### RECORD EXCERPTS
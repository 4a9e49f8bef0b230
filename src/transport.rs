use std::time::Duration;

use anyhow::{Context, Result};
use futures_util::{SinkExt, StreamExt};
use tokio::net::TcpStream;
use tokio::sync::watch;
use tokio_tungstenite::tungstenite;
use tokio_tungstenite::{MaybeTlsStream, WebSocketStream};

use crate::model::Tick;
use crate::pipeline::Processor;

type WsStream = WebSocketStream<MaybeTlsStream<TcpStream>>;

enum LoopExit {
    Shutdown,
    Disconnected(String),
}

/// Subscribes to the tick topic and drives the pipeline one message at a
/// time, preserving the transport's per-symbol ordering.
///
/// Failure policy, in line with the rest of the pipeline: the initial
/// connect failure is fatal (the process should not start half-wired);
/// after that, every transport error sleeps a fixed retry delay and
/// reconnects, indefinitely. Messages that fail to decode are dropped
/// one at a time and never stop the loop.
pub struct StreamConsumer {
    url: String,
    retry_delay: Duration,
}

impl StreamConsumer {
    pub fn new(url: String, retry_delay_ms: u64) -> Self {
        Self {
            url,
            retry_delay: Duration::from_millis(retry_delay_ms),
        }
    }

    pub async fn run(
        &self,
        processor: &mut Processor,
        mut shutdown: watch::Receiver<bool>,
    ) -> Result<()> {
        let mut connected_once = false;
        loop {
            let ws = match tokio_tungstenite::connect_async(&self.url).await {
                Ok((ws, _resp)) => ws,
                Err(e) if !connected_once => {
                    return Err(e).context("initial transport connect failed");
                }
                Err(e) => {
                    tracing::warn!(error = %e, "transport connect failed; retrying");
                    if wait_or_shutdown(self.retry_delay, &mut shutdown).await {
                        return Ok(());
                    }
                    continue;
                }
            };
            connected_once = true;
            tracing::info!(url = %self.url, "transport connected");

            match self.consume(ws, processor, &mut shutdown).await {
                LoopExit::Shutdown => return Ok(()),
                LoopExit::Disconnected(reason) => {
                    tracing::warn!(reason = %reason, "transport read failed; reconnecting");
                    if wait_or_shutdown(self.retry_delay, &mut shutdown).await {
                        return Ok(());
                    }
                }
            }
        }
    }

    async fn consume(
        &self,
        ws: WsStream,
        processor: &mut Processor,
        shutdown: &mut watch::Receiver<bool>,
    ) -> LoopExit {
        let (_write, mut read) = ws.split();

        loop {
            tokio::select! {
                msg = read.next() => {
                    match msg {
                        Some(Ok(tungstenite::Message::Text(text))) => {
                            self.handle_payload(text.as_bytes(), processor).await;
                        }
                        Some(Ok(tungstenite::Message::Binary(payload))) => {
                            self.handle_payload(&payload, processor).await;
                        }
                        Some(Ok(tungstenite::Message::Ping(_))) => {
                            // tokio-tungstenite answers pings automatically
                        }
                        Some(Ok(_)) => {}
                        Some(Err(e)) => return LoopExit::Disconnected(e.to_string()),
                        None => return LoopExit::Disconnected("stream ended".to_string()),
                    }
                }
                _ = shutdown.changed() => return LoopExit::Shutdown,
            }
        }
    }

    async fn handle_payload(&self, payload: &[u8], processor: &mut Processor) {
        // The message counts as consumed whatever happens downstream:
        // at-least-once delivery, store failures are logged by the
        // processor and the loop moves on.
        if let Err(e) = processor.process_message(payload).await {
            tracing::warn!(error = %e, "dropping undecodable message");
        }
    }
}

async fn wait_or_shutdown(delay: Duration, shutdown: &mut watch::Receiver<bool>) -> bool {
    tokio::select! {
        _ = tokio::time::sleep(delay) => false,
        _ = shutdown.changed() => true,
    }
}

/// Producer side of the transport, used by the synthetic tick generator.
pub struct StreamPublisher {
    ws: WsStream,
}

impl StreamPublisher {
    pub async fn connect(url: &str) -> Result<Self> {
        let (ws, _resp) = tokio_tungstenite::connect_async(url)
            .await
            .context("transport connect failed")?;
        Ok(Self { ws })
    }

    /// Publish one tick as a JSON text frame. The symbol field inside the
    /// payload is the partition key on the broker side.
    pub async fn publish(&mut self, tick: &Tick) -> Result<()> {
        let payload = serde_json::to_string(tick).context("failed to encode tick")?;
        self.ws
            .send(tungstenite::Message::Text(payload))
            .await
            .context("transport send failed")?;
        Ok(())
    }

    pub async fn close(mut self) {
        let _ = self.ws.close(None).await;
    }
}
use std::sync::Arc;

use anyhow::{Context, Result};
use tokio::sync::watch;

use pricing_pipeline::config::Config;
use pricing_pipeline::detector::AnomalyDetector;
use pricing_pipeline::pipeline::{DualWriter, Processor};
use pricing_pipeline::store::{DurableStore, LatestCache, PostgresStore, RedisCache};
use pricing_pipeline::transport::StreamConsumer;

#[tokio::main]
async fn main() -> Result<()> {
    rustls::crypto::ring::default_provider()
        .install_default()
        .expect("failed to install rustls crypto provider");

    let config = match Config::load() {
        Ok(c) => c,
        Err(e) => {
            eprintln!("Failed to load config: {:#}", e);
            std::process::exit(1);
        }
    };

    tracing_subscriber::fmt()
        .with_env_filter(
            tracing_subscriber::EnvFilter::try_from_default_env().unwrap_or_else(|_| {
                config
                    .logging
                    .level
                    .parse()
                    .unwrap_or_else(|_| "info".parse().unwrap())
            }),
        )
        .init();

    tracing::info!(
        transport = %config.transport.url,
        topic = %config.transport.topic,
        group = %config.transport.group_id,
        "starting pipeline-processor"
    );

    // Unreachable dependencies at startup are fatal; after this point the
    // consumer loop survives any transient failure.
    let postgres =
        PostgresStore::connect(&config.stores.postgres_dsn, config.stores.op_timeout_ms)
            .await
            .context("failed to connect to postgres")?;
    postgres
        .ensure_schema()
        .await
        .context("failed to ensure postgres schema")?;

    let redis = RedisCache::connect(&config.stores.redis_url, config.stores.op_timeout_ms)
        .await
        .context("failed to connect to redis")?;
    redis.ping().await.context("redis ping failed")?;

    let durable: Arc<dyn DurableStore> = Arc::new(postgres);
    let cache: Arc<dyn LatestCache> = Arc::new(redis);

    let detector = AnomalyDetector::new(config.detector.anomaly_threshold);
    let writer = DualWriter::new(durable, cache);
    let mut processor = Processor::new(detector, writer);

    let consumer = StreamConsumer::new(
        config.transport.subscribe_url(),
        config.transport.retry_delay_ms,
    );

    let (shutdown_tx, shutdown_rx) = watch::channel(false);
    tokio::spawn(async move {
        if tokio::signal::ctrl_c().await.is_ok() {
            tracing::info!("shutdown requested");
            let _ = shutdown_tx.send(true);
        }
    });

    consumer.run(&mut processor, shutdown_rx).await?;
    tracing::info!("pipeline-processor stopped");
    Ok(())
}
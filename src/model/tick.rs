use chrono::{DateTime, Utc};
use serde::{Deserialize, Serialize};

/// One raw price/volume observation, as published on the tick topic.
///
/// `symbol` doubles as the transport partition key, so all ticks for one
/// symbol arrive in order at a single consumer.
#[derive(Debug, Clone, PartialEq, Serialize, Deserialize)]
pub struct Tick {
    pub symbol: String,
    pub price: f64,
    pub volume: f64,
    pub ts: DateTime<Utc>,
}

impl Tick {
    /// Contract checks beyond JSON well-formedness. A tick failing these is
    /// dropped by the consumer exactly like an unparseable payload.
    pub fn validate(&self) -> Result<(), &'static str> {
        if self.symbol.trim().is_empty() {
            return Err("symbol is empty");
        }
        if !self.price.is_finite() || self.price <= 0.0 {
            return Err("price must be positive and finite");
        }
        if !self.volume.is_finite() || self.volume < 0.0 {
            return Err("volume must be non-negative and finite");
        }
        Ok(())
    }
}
* * *
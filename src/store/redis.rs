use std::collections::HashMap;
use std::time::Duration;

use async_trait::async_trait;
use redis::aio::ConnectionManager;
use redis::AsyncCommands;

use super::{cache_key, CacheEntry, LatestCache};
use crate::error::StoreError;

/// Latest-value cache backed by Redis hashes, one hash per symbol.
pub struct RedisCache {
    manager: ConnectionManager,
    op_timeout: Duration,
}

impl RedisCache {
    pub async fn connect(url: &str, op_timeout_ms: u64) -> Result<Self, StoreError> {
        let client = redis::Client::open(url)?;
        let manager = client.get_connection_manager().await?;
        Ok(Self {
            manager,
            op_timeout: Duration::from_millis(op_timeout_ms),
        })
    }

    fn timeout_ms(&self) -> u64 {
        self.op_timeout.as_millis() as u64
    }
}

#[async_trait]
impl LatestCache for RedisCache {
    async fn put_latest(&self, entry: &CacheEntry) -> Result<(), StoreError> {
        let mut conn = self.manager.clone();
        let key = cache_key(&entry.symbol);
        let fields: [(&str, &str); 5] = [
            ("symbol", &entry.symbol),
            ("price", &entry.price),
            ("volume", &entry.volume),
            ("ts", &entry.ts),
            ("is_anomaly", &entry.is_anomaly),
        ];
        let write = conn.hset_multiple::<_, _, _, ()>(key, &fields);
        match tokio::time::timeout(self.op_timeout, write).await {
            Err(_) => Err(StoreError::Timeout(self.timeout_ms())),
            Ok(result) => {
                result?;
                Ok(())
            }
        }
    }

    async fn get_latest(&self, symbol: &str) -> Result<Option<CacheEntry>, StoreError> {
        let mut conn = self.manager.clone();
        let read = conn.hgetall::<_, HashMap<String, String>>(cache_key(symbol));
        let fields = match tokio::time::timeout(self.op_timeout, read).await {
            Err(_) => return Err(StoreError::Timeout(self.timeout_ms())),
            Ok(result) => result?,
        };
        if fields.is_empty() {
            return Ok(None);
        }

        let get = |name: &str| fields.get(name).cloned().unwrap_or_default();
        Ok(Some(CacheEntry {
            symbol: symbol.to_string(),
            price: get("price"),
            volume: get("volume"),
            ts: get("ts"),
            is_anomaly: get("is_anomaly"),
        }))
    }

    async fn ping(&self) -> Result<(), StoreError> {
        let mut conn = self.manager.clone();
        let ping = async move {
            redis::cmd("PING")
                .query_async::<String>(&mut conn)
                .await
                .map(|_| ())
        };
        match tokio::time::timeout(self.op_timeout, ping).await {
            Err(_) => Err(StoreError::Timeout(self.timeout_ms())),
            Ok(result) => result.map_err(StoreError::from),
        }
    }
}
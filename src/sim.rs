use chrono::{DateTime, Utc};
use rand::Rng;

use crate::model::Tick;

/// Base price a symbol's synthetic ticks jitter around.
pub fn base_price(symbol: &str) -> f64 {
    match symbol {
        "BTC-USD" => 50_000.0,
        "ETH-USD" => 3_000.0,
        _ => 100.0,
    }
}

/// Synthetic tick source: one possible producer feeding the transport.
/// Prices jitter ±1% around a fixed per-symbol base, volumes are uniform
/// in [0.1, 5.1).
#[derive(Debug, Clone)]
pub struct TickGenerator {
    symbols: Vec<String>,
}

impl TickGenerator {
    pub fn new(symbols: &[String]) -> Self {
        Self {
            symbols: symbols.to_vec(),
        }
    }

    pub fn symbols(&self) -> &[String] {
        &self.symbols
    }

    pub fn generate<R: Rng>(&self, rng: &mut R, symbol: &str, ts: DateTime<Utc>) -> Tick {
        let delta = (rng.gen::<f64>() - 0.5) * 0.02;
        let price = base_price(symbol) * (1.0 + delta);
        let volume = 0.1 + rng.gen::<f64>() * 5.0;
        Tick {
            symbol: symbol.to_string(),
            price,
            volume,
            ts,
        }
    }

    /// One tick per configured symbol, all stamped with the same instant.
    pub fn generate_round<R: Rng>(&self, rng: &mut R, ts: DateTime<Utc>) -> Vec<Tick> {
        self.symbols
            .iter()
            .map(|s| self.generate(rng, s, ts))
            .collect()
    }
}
---
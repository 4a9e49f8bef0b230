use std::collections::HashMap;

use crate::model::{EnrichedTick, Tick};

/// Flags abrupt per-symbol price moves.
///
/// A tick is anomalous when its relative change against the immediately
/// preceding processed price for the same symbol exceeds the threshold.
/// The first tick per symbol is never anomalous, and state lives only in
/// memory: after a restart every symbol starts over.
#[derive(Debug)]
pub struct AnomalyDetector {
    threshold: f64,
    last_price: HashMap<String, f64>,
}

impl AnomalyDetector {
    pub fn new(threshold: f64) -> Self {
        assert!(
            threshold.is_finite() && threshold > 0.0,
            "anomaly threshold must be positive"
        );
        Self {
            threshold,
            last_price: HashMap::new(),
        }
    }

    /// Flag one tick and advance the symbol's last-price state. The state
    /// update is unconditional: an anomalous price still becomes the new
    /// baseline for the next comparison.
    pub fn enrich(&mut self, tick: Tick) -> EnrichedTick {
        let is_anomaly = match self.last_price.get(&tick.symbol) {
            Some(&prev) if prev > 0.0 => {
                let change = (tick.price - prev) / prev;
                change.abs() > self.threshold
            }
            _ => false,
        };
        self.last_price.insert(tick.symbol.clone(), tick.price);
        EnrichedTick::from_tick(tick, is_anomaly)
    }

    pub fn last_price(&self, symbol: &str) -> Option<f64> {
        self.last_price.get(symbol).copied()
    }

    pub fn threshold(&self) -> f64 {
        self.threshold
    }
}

### WORK INSTRUCTION
Copy the lines from the entries above in which the word "derive" appears.

### EXPECTED OUTPUT
#[derive(Debug, Clone, PartialEq, Serialize, Deserialize)]
#[derive(Debug, Clone)]
#[derive(Debug)]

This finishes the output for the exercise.